Whether or not antibiotics ‘fixed’ infectious disease, their introduction generated the unintended consequence of antimicrobial resistance. While it might seem logical that a ‘technological’ problem (antimicrobials) demands a ‘technological’ solution (more antimicrobials), as the other chapters in this volume illustrate, the causes of and solutions to antimicrobial resistance are more complicated. As with infectious disease, the proximate cause of antimicrobial resistance is biological – pathogens develop resistance under the selective pressure exerted by use of antimicrobials – but underlying this proximate cause is a range of more distal determinants. These include, among others:
Physician behavior – e.g., prescribing antibiotics for conditions caused by viruses (Sprenger 2015); engage in suboptimal practices such as use of monotherapy rather than combination therapy; and incorrect drug administration routes (Struelens 1998).
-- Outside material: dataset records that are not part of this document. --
//! web-sys implementations of the component capability traits.

use web_sys::{Element, HtmlButtonElement, HtmlElement, HtmlFormElement};

use super::{clear_style, set_class, set_style};
use crate::content::CaseStudy;
use crate::state::contact::FormSurface;
use crate::state::filter::FilterSurface;
use crate::state::modal::ModalSurface;
use crate::state::nav::NavSurface;
use crate::state::scroll_lock::ScrollSurface;
use crate::state::theme::{ThemePreference, ThemeTarget};
use crate::util::animation::{CounterDisplay, translate_y};

const SUCCESS_BACKGROUND: &str = "linear-gradient(135deg, #4CAF50 0%, #45a049 100%)";
const DEFAULT_BACKGROUND: &str = "var(--primary-gradient)";

/// `data-theme` on the `<html>` element.
pub struct DomThemeTarget {
    root: Element,
}

impl DomThemeTarget {
    #[must_use]
    pub fn new(root: Element) -> Self {
        Self { root }
    }
}

impl ThemeTarget for DomThemeTarget {
    fn apply_theme(&self, theme: ThemePreference) {
        super::checked(self.root.set_attribute("data-theme", theme.as_str()), "set data-theme");
    }
}

/// `overflow: hidden` on `<body>` while any holder suppresses scroll.
pub struct DomScrollSurface {
    body: HtmlElement,
}

impl DomScrollSurface {
    #[must_use]
    pub fn new(body: HtmlElement) -> Self {
        Self { body }
    }
}

impl ScrollSurface for DomScrollSurface {
    fn set_scroll_suppressed(&self, suppressed: bool) {
        if suppressed {
            set_style(&self.body, "overflow", "hidden");
        } else {
            clear_style(&self.body, "overflow");
        }
    }
}

pub struct DomFilterSurface {
    buttons: Vec<HtmlElement>,
    items: Vec<HtmlElement>,
    hide_offset_px: f64,
}

impl DomFilterSurface {
    #[must_use]
    pub fn new(buttons: Vec<HtmlElement>, items: Vec<HtmlElement>, hide_offset_px: f64) -> Self {
        Self { buttons, items, hide_offset_px }
    }
}

impl FilterSurface for DomFilterSurface {
    fn mark_active_filter(&self, category: &str) {
        for button in &self.buttons {
            let selected = button.get_attribute("data-filter").as_deref() == Some(category);
            set_class(button, "active", selected);
        }
    }

    fn set_item_displayed(&self, index: usize, displayed: bool) {
        if let Some(item) = self.items.get(index) {
            set_style(item, "display", if displayed { "block" } else { "none" });
        }
    }

    fn set_item_faded(&self, index: usize, faded: bool) {
        let Some(item) = self.items.get(index) else {
            return;
        };
        if faded {
            set_style(item, "opacity", "0");
            set_style(item, "transform", &translate_y(self.hide_offset_px));
        } else {
            set_style(item, "opacity", "1");
            set_style(item, "transform", &translate_y(0.0));
        }
    }
}

pub struct DomModalSurface {
    root: HtmlElement,
    title: HtmlElement,
    content: HtmlElement,
}

impl DomModalSurface {
    #[must_use]
    pub fn new(root: HtmlElement, title: HtmlElement, content: HtmlElement) -> Self {
        Self { root, title, content }
    }
}

impl ModalSurface for DomModalSurface {
    fn show_case_study(&self, study: &CaseStudy) {
        self.title.set_text_content(Some(&study.title));
        self.content.set_inner_html(&study.content_html);
        set_class(&self.root, "active", true);
    }

    fn hide(&self) {
        set_class(&self.root, "active", false);
    }
}

/// The mobile menu pair is optional; pages without one still get the
/// scrolled look and active links.
pub struct DomNavSurface {
    navbar: HtmlElement,
    mobile_menu: Option<(HtmlElement, HtmlElement)>,
    links: Vec<HtmlElement>,
}

impl DomNavSurface {
    #[must_use]
    pub fn new(navbar: HtmlElement, mobile_menu: Option<(HtmlElement, HtmlElement)>, links: Vec<HtmlElement>) -> Self {
        Self { navbar, mobile_menu, links }
    }
}

impl NavSurface for DomNavSurface {
    fn set_scrolled(&self, scrolled: bool) {
        set_class(&self.navbar, "scrolled", scrolled);
    }

    fn set_menu_open(&self, open: bool) {
        if let Some((hamburger, menu)) = &self.mobile_menu {
            set_class(hamburger, "active", open);
            set_class(menu, "active", open);
        }
    }

    fn set_active_link(&self, section_id: Option<&str>) {
        let wanted = section_id.map(|id| format!("#{id}"));
        for link in &self.links {
            let active = wanted.is_some() && link.get_attribute("href") == wanted;
            set_class(link, "active", active);
        }
    }
}

pub struct DomFormSurface {
    form: HtmlFormElement,
    button: HtmlButtonElement,
    label: HtmlElement,
    fields: Vec<HtmlElement>,
}

impl DomFormSurface {
    #[must_use]
    pub fn new(form: HtmlFormElement, button: HtmlButtonElement, label: HtmlElement, fields: Vec<HtmlElement>) -> Self {
        Self { form, button, label, fields }
    }
}

impl FormSurface for DomFormSurface {
    fn render_submit(&self, label: &str, disabled: bool, success: bool) {
        self.label.set_text_content(Some(label));
        self.button.set_disabled(disabled);
        set_style(&self.button, "background", if success { SUCCESS_BACKGROUND } else { DEFAULT_BACKGROUND });
        set_class(&self.button, "sent", success);
    }

    fn clear_fields(&self) {
        self.form.reset();
    }

    fn set_field_focused(&self, index: usize, focused: bool) {
        if let Some(container) = self.fields.get(index).and_then(|field| field.parent_element()) {
            set_class(&container, "focused", focused);
        }
    }
}

/// Writes a counter's running value as the element's text.
pub struct DomCounterDisplay {
    element: HtmlElement,
}

impl DomCounterDisplay {
    #[must_use]
    pub fn new(element: HtmlElement) -> Self {
        Self { element }
    }
}

impl CounterDisplay for DomCounterDisplay {
    fn show_count(&self, value: u64) {
        self.element.set_text_content(Some(&value.to_string()));
    }
}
Patient behavior – e.g., failure to complete full course of treatment; and self-medication, particularly in countries where antimicrobials are available over the counter.
Poor hygiene, sanitation, and infection control in hospitals and other healthcare facilities, leading to cross-infection with multiple strains of bacteria (Aiello 2006; Struelens 1998).
Widespread use – including misuse and overuse – of antimicrobials in agriculture (Levy 2014; Ventola 2015).
Lack of development of new antimicrobials, which are less profitable than drugs for chronic conditions that are generally more expensive and used for much longer periods of time (Brown and Wright 2016).
Novel antibiotics will be introduced into the same social, political, and economic
contexts that have contributed to the development of antibiotic resistance in the first place. Addressing these contexts would require, among other interventions: changing the behavior of physicians and patients to encourage appropriate stewardship of antimicrobials; instituting and enforcing new sanitation and infection control protocols at healthcare facilities across the globe; reforming an agricultural system dependent upon cheap antibiotics; and changing the incentive structure of the pharmaceutical industry to ensure that need rather than profit drives drug research.
Faced with a wide and seemingly insurmountable range of determinants, focusing on the development of new lines of antimicrobials through targeted research grants and incentive programs is attractive. Yet such a narrow pursuit would, ultimately, amount to little more than layering technological fixes on prior technological fixes. As Dubos noted a half-century ago, “Granted the obvious usefulness of sanitary practices, immunological procedures, and antimicrobial drugs, it does not necessarily follow that destruction of microbes constitutes the only possible approach to the problem of infectious disease, nor necessarily the best”(Dubos 1996, p. 53).